We have studied the effect of 3-amino-1-hydroxypropylidene-1,1-bisphosphonate (APD) on the morphology of rat bone and the metastatic behavior of Walker 256 (W256) cancer cells in the rat skeleton. Male Fischer rats (150-175 g) received s.c. injections for 7 days with APD (0.5 mg/kg body weight/day) (+ APD; n = 20) or with vehicle (-APD; n = 20). Subsequently, 10 + PD and 10 -APD rats received i.m. injections with W256 cells (+ W256), and the remaining rats received injections of vehicle (-W256). All rats were killed 14 days later. Trabecular bone volume was increased by 46 +/- 3% by APD treatment alone and was decreased by 56 +/- 7% (SEM) by W256 tumor burden alone. After 14 days of tumor burden, + APD/+ W256 rats had 3-fold more trabecular bone than did -APD/+W256 rats.

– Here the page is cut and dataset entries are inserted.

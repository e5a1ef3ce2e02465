//! Request-scoped context carried by every lookup.
//!
//! A [`RequestContext`] is cheap to clone and immutable once built: it pairs a
//! request id with a cancellation token and an optional deadline. Derived
//! contexts from [`RequestContext::child`] observe their parent's cancellation
//! but can be cancelled on their own without touching the parent.

use std::time::Duration;

use tokio::time::Instant;
use tokio_util::sync::CancellationToken;
use uuid::Uuid;

use crate::error::ContextError;

/// Cancellation and deadline scope for one logical request.
#[derive(Debug, Clone)]
pub struct RequestContext {
    request_id: Uuid,
    token: CancellationToken,
    deadline: Option<Instant>,
}

impl Default for RequestContext {
    fn default() -> Self {
        Self::new()
    }
}

impl RequestContext {
    /// Create a fresh context with no deadline.
    pub fn new() -> Self {
        Self {
            request_id: Uuid::now_v7(),
            token: CancellationToken::new(),
            deadline: None,
        }
    }

    /// Create a fresh context that expires after `timeout`.
    pub fn with_timeout(timeout: Duration) -> Self {
        Self::new().with_deadline(Instant::now() + timeout)
    }

    /// Return a copy of this context bounded by `deadline`.
    ///
    /// An existing earlier deadline is kept.
    pub fn with_deadline(mut self, deadline: Instant) -> Self {
        self.deadline = Some(match self.deadline {
            Some(existing) if existing < deadline => existing,
            _ => deadline,
        });
        self
    }

    /// Derive a child context sharing this request id.
    ///
    /// Cancelling the parent cancels the child; cancelling the child leaves
    /// the parent running.
    pub fn child(&self) -> Self {
        Self {
            request_id: self.request_id,
            token: self.token.child_token(),
            deadline: self.deadline,
        }
    }

    /// Derive a child context with an additional timeout.
    pub fn child_with_timeout(&self, timeout: Duration) -> Self {
        self.child().with_deadline(Instant::now() + timeout)
    }

    /// The id of the request this context belongs to.
    pub fn request_id(&self) -> Uuid {
        self.request_id
    }

    /// The deadline, if one was set.
    pub fn deadline(&self) -> Option<Instant> {
        self.deadline
    }

    /// Cancel this context and every child derived from it.
    pub fn cancel(&self) {
        self.token.cancel();
    }

    /// True once the context has been cancelled.
    pub fn is_cancelled(&self) -> bool {
        self.token.is_cancelled()
    }

    /// The error this context has already ended with, if any.
    pub fn err(&self) -> Option<ContextError> {
        if self.token.is_cancelled() {
            return Some(ContextError::Cancelled);
        }
        match self.deadline {
            Some(deadline) if Instant::now() >= deadline => Some(ContextError::DeadlineExceeded),
            _ => None,
        }
    }

    /// Wait until the context ends, returning why.
    ///
    /// Never resolves for a context without deadline that is never cancelled.
    pub async fn done(&self) -> ContextError {
        match self.deadline {
            Some(deadline) => {
                tokio::select! {
                    _ = self.token.cancelled() => ContextError::Cancelled,
                    _ = tokio::time::sleep_until(deadline) => ContextError::DeadlineExceeded,
                }
            }
            None => {
                self.token.cancelled().await;
                ContextError::Cancelled
            }
        }
    }

    /// Sleep for `duration`, returning early if the context ends first.
    pub async fn sleep(&self, duration: Duration) -> Result<(), ContextError> {
        tokio::select! {
            _ = tokio::time::sleep(duration) => Ok(()),
            err = self.done() => Err(err),
        }
    }
}

#[cfg(test)]
mod tests {
    use super::*;

    #[tokio::test]
    async fn test_cancel_propagates_to_child_only() {
        let parent = RequestContext::new();
        let child = parent.child();
        let sibling = parent.child();

        child.cancel();
        assert!(child.is_cancelled());
        assert!(!parent.is_cancelled());
        assert!(!sibling.is_cancelled());

        parent.cancel();
        assert!(sibling.is_cancelled());
        assert_eq!(sibling.done().await, ContextError::Cancelled);
        assert_eq!(child.request_id(), parent.request_id());
    }

    #[tokio::test(start_paused = true)]
    async fn test_deadline_exceeded() {
        let ctx = RequestContext::with_timeout(Duration::from_millis(10));
        assert!(ctx.err().is_none());
        assert_eq!(ctx.done().await, ContextError::DeadlineExceeded);
        assert_eq!(ctx.err(), Some(ContextError::DeadlineExceeded));
    }

    #[tokio::test(start_paused = true)]
    async fn test_earlier_deadline_wins() {
        let ctx = RequestContext::with_timeout(Duration::from_millis(5));
        let child = ctx.child_with_timeout(Duration::from_secs(60));
        assert_eq!(child.deadline(), ctx.deadline());
    }

    #[tokio::test(start_paused = true)]
    async fn test_sleep_interrupted_by_cancel() {
        let ctx = RequestContext::new();
        let canceller = ctx.clone();
        tokio::spawn(async move {
            tokio::time::sleep(Duration::from_millis(1)).await;
            canceller.cancel();
        });

        let res = ctx.sleep(Duration::from_secs(60)).await;
        assert_eq!(res, Err(ContextError::Cancelled));
    }
}
//! GraphQL API Routes
//!
//! Read-only schema over alerts and the entities they reference. Nested
//! fields resolve through the request's loaders, so a query touching many
//! alerts issues one store read per entity kind instead of one per field.
//!
//! Endpoints:
//! - POST /graphql - Execute GraphQL queries
//! - GET /graphql/playground - GraphiQL playground

use std::sync::Arc;

use async_graphql::{
    Context, EmptyMutation, EmptySubscription, Enum, ErrorExtensions, Object, Result as GqlResult,
    Schema, SimpleObject,
};
use async_graphql_axum::{GraphQLRequest, GraphQLResponse};
use axum::{
    extract::State,
    response::{Html, IntoResponse},
};
use chrono::{DateTime, Utc};
use fanin_core::{LoadError, RequestContext};
use tracing::Instrument;
use uuid::Uuid;

use crate::error::{ApiError, ApiResult};
use crate::loaders::{
    find_alert_logs, find_many_alerts, find_one_alert, find_one_alert_state,
    find_one_escalation_policy, find_one_service, find_one_service_for_tenant, find_one_user,
    RequestLoaders,
};
use crate::store::{
    Alert, AlertLog, AlertState, AlertStatus, EscalationPolicy, Service, SharedStore, StoreError,
    User,
};
use crate::telemetry::METRICS;
use crate::AppState;

// ============================================================================
// RESOLVER ENVIRONMENT
// ============================================================================

/// What every resolver needs: the store, the request's context, and the
/// request's loaders when they are enabled.
struct Env<'a> {
    store: &'a SharedStore,
    ctx: &'a RequestContext,
    loaders: Option<&'a RequestLoaders>,
}

impl<'a> Env<'a> {
    fn from_context(ctx: &Context<'a>) -> GqlResult<Self> {
        Ok(Self {
            store: ctx.data::<SharedStore>()?,
            ctx: ctx.data::<RequestContext>()?,
            loaders: ctx.data_opt::<RequestLoaders>(),
        })
    }
}

fn gql_error(err: LoadError<StoreError>) -> async_graphql::Error {
    ApiError::from(err).extend()
}

// ============================================================================
// GRAPHQL TYPES
// ============================================================================

/// GraphQL representation of AlertStatus.
#[derive(Debug, Clone, Copy, PartialEq, Eq, Enum)]
pub enum GqlAlertStatus {
    Triggered,
    Active,
    Closed,
}

impl From<AlertStatus> for GqlAlertStatus {
    fn from(status: AlertStatus) -> Self {
        match status {
            AlertStatus::Triggered => GqlAlertStatus::Triggered,
            AlertStatus::Active => GqlAlertStatus::Active,
            AlertStatus::Closed => GqlAlertStatus::Closed,
        }
    }
}

#[derive(Debug, Clone, SimpleObject)]
#[graphql(name = "AlertState")]
pub struct GqlAlertState {
    pub status: GqlAlertStatus,
    pub last_escalation: Option<DateTime<Utc>>,
}

impl From<&AlertState> for GqlAlertState {
    fn from(state: &AlertState) -> Self {
        Self {
            status: state.status.into(),
            last_escalation: state.last_escalation,
        }
    }
}

#[derive(Debug, Clone, SimpleObject)]
#[graphql(name = "AlertLog")]
pub struct GqlAlertLog {
    pub id: i64,
    pub event: String,
    pub timestamp: DateTime<Utc>,
}

impl From<&AlertLog> for GqlAlertLog {
    fn from(log: &AlertLog) -> Self {
        Self {
            id: log.id,
            event: log.event.clone(),
            timestamp: log.timestamp,
        }
    }
}

#[derive(Debug, Clone, SimpleObject)]
#[graphql(name = "User")]
pub struct GqlUser {
    pub id: Uuid,
    pub name: String,
    pub email: String,
}

impl From<&User> for GqlUser {
    fn from(user: &User) -> Self {
        Self {
            id: user.id,
            name: user.name.clone(),
            email: user.email.clone(),
        }
    }
}

/// GraphQL escalation policy object.
pub struct GqlEscalationPolicy(Arc<EscalationPolicy>);

#[Object(name = "EscalationPolicy")]
impl GqlEscalationPolicy {
    async fn id(&self) -> Uuid {
        self.0.id
    }

    async fn name(&self) -> &str {
        &self.0.name
    }

    /// The user who owns this policy.
    async fn owner(&self, ctx: &Context<'_>) -> GqlResult<Option<GqlUser>> {
        let env = Env::from_context(ctx)?;
        let user = find_one_user(env.loaders, env.store, env.ctx, self.0.owner_id)
            .await
            .map_err(gql_error)?;
        Ok(user.as_deref().map(GqlUser::from))
    }
}

/// GraphQL service object.
pub struct GqlService(Arc<Service>);

#[Object(name = "Service")]
impl GqlService {
    async fn id(&self) -> Uuid {
        self.0.id
    }

    async fn name(&self) -> &str {
        &self.0.name
    }

    async fn tenant(&self) -> &str {
        &self.0.tenant
    }

    async fn escalation_policy(&self, ctx: &Context<'_>) -> GqlResult<Option<GqlEscalationPolicy>> {
        let env = Env::from_context(ctx)?;
        let policy = find_one_escalation_policy(
            env.loaders,
            env.store,
            env.ctx,
            self.0.escalation_policy_id,
        )
        .await
        .map_err(gql_error)?;
        Ok(policy.map(GqlEscalationPolicy))
    }
}

/// GraphQL alert object.
pub struct GqlAlert(Arc<Alert>);

#[Object(name = "Alert")]
impl GqlAlert {
    async fn id(&self) -> i64 {
        self.0.id
    }

    async fn summary(&self) -> &str {
        &self.0.summary
    }

    async fn created_at(&self) -> DateTime<Utc> {
        self.0.created_at
    }

    /// The service that raised this alert.
    async fn service(&self, ctx: &Context<'_>) -> GqlResult<Option<GqlService>> {
        let env = Env::from_context(ctx)?;
        let service = find_one_service(env.loaders, env.store, env.ctx, self.0.service_id)
            .await
            .map_err(gql_error)?;
        Ok(service.map(GqlService))
    }

    async fn state(&self, ctx: &Context<'_>) -> GqlResult<Option<GqlAlertState>> {
        let env = Env::from_context(ctx)?;
        let state = find_one_alert_state(env.loaders, env.store, env.ctx, self.0.id)
            .await
            .map_err(gql_error)?;
        Ok(state.as_deref().map(GqlAlertState::from))
    }

    /// History entries, oldest first as stored.
    async fn logs(&self, ctx: &Context<'_>) -> GqlResult<Vec<GqlAlertLog>> {
        let env = Env::from_context(ctx)?;
        let logs = find_alert_logs(env.loaders, env.store, env.ctx, self.0.id)
            .await
            .map_err(gql_error)?;
        Ok(logs.iter().map(GqlAlertLog::from).collect())
    }
}

// ============================================================================
// QUERY ROOT
// ============================================================================

pub struct QueryRoot;

#[Object]
impl QueryRoot {
    /// Get an alert by ID.
    async fn alert(&self, ctx: &Context<'_>, id: i64) -> GqlResult<Option<GqlAlert>> {
        let env = Env::from_context(ctx)?;
        let alert = find_one_alert(env.loaders, env.store, env.ctx, id)
            .await
            .map_err(gql_error)?;
        Ok(alert.map(GqlAlert))
    }

    /// Get several alerts by ID. Unknown ids are skipped.
    async fn alerts(&self, ctx: &Context<'_>, ids: Vec<i64>) -> GqlResult<Vec<GqlAlert>> {
        let env = Env::from_context(ctx)?;
        let mut alerts = Vec::with_capacity(ids.len());
        for outcome in find_many_alerts(env.loaders, env.store, env.ctx, &ids).await {
            if let Some(alert) = outcome.map_err(gql_error)? {
                alerts.push(GqlAlert(alert));
            }
        }
        Ok(alerts)
    }

    /// Services owned by `tenant`. Ids owned by other tenants are skipped.
    async fn services_for_tenant(
        &self,
        ctx: &Context<'_>,
        tenant: String,
        ids: Vec<Uuid>,
    ) -> GqlResult<Vec<GqlService>> {
        let env = Env::from_context(ctx)?;
        let lookups = ids
            .iter()
            .map(|&id| find_one_service_for_tenant(env.loaders, env.store, env.ctx, &tenant, id));
        let mut services = Vec::with_capacity(ids.len());
        for outcome in futures_util::future::join_all(lookups).await {
            if let Some(service) = outcome.map_err(gql_error)? {
                services.push(GqlService(service));
            }
        }
        Ok(services)
    }
}

// ============================================================================
// SCHEMA & HANDLERS
// ============================================================================

/// The GraphQL schema type.
pub type FaninSchema = Schema<QueryRoot, EmptyMutation, EmptySubscription>;

/// Create the GraphQL schema.
pub fn create_schema(store: SharedStore) -> FaninSchema {
    Schema::build(QueryRoot, EmptyMutation, EmptySubscription)
        .data(store)
        .finish()
}

/// Handler for GraphQL requests.
///
/// Each request gets its own context, bounded by the configured timeout,
/// and (unless disabled) its own loader set. The loaders are drained before
/// the response is returned.
pub async fn graphql_handler(
    State(state): State<AppState>,
    req: GraphQLRequest,
) -> ApiResult<GraphQLResponse> {
    let ctx = RequestContext::with_timeout(state.config.request_timeout);
    let mut request = req.into_inner().data(ctx.clone());

    let loaders = if state.config.loaders_enabled {
        let loaders = RequestLoaders::new(ctx.clone(), Arc::clone(&state.store), &state.config.loader)?;
        request = request.data(loaders.clone());
        Some(loaders)
    } else {
        None
    };

    let span = tracing::debug_span!("graphql", request_id = %ctx.request_id());
    let response = state.schema.execute(request).instrument(span).await;

    if let Some(loaders) = loaders {
        ctx.cancel();
        loaders.close().await;
        export_loader_stats(&state, &loaders);
    }

    Ok(response.into())
}

fn export_loader_stats(state: &AppState, loaders: &RequestLoaders) {
    for (name, stats) in loaders.stats() {
        if stats.requests == 0 {
            continue;
        }
        tracing::debug!(
            loader = name,
            requests = stats.requests,
            cache_hits = stats.cache_hits,
            batches = stats.batches,
            mean_batch_size = stats.mean_batch_size(),
            "Loader activity"
        );
        if state.metrics_enabled {
            if let Ok(metrics) = METRICS.as_ref() {
                metrics.record_loader(name, &stats);
            }
        }
    }
}

/// Handler for GraphiQL playground.
pub async fn graphiql_handler() -> impl IntoResponse {
    Html(
        async_graphql::http::GraphiQLSource::build()
            .endpoint("/graphql")
            .finish(),
    )
}

#[cfg(test)]
mod tests {
    use super::*;
    use crate::store::InMemoryStore;

    #[test]
    fn test_gql_alert_status_conversion() {
        assert_eq!(GqlAlertStatus::from(AlertStatus::Active), GqlAlertStatus::Active);
        assert_eq!(GqlAlertStatus::from(AlertStatus::Closed), GqlAlertStatus::Closed);
    }

    #[test]
    fn test_schema_sdl_exposes_nested_fields() {
        let store: SharedStore = Arc::new(InMemoryStore::new());
        let sdl = create_schema(store).sdl();
        assert!(sdl.contains("servicesForTenant"));
        assert!(sdl.contains("escalationPolicy"));
        assert!(sdl.contains("lastEscalation"));
    }

    #[tokio::test]
    async fn test_missing_request_context_is_an_error() {
        let store: SharedStore = Arc::new(InMemoryStore::demo());
        let schema = create_schema(store);

        let response = schema.execute("{ alert(id: 1) { id } }").await;
        assert_eq!(response.errors.len(), 1);
    }

    #[tokio::test]
    async fn test_executes_without_loaders() {
        let store: SharedStore = Arc::new(InMemoryStore::demo());
        let schema = create_schema(store);

        let request = async_graphql::Request::new("{ alert(id: 2) { summary service { name } } }")
            .data(RequestContext::new());
        let response = schema.execute(request).await;
        assert!(response.errors.is_empty(), "{:?}", response.errors);

        let json = response.data.into_json().unwrap();
        assert_eq!(json["alert"]["summary"], "alert-2");
        assert_eq!(json["alert"]["service"]["name"], "service-2");
    }
}
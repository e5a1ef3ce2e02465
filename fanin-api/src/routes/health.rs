//! Health Check Endpoints
//!
//! - /health/ping - Simple liveness check
//! - /health/live - Process alive check
//! - /health/ready - Entity store reachability check

use std::time::{Duration, Instant};

use axum::{extract::State, http::StatusCode, response::IntoResponse, Json};
use fanin_core::RequestContext;
use serde::{Deserialize, Serialize};

use crate::AppState;

/// Budget for the readiness probe's store read.
const READINESS_TIMEOUT: Duration = Duration::from_secs(2);

// ============================================================================
// TYPES
// ============================================================================

/// Health check response
#[derive(Debug, Clone, Serialize, Deserialize)]
pub struct HealthResponse {
    pub status: HealthStatus,
    #[serde(skip_serializing_if = "Option::is_none")]
    pub message: Option<String>,
    #[serde(skip_serializing_if = "Option::is_none")]
    pub store: Option<ComponentHealth>,
}

#[derive(Debug, Clone, Copy, PartialEq, Eq, Serialize, Deserialize)]
#[serde(rename_all = "lowercase")]
pub enum HealthStatus {
    Healthy,
    Unhealthy,
}

#[derive(Debug, Clone, Serialize, Deserialize)]
pub struct ComponentHealth {
    pub status: HealthStatus,
    pub latency_ms: u64,
    #[serde(skip_serializing_if = "Option::is_none")]
    pub error: Option<String>,
}

// ============================================================================
// HANDLERS
// ============================================================================

/// GET /health/ping - Simple pong response
pub async fn ping() -> impl IntoResponse {
    (StatusCode::OK, "pong")
}

/// GET /health/live - Process liveness check
pub async fn liveness() -> impl IntoResponse {
    let response = HealthResponse {
        status: HealthStatus::Healthy,
        message: Some("Process is alive".to_string()),
        store: None,
    };
    (StatusCode::OK, Json(response))
}

/// GET /health/ready - Readiness check (empty bulk read against the store)
pub async fn readiness(State(state): State<AppState>) -> impl IntoResponse {
    let ctx = RequestContext::with_timeout(READINESS_TIMEOUT);
    let start = Instant::now();
    let probe = state.store.find_many_users(&ctx, &[]).await;
    let latency_ms = start.elapsed().as_millis() as u64;

    let store = match probe {
        Ok(_) => ComponentHealth {
            status: HealthStatus::Healthy,
            latency_ms,
            error: None,
        },
        Err(e) => {
            tracing::warn!(error = %e, "Readiness probe failed");
            ComponentHealth {
                status: HealthStatus::Unhealthy,
                latency_ms,
                error: Some(e.to_string()),
            }
        }
    };

    let status_code = match store.status {
        HealthStatus::Healthy => StatusCode::OK,
        HealthStatus::Unhealthy => StatusCode::SERVICE_UNAVAILABLE,
    };
    let response = HealthResponse {
        status: store.status,
        message: None,
        store: Some(store),
    };
    (status_code, Json(response))
}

Despite this bone-sparing effect, APD treatment of +W256 rats was associated with a 2.6-fold increase in skeletal tumor burden, while metastatic tumor burden in the liver, lungs, and kidneys was unaffected. The increased skeletal tumor burden in + APD/+ W256 rats was accompanied by an increase in the growth rate of W256 cells located in bone. Independent of APD treatment, W256 cells located adjacent to trabecular bone surfaces had greater growth rates than did W256 cells in the marrow, located > 50 microns from trabecular bone. In summary, the APD-induced increase in trabecular bone volume in rats is associated with a selective increase in skeletal tumor burden and an increased growth rate of W256 cells in the skeleton.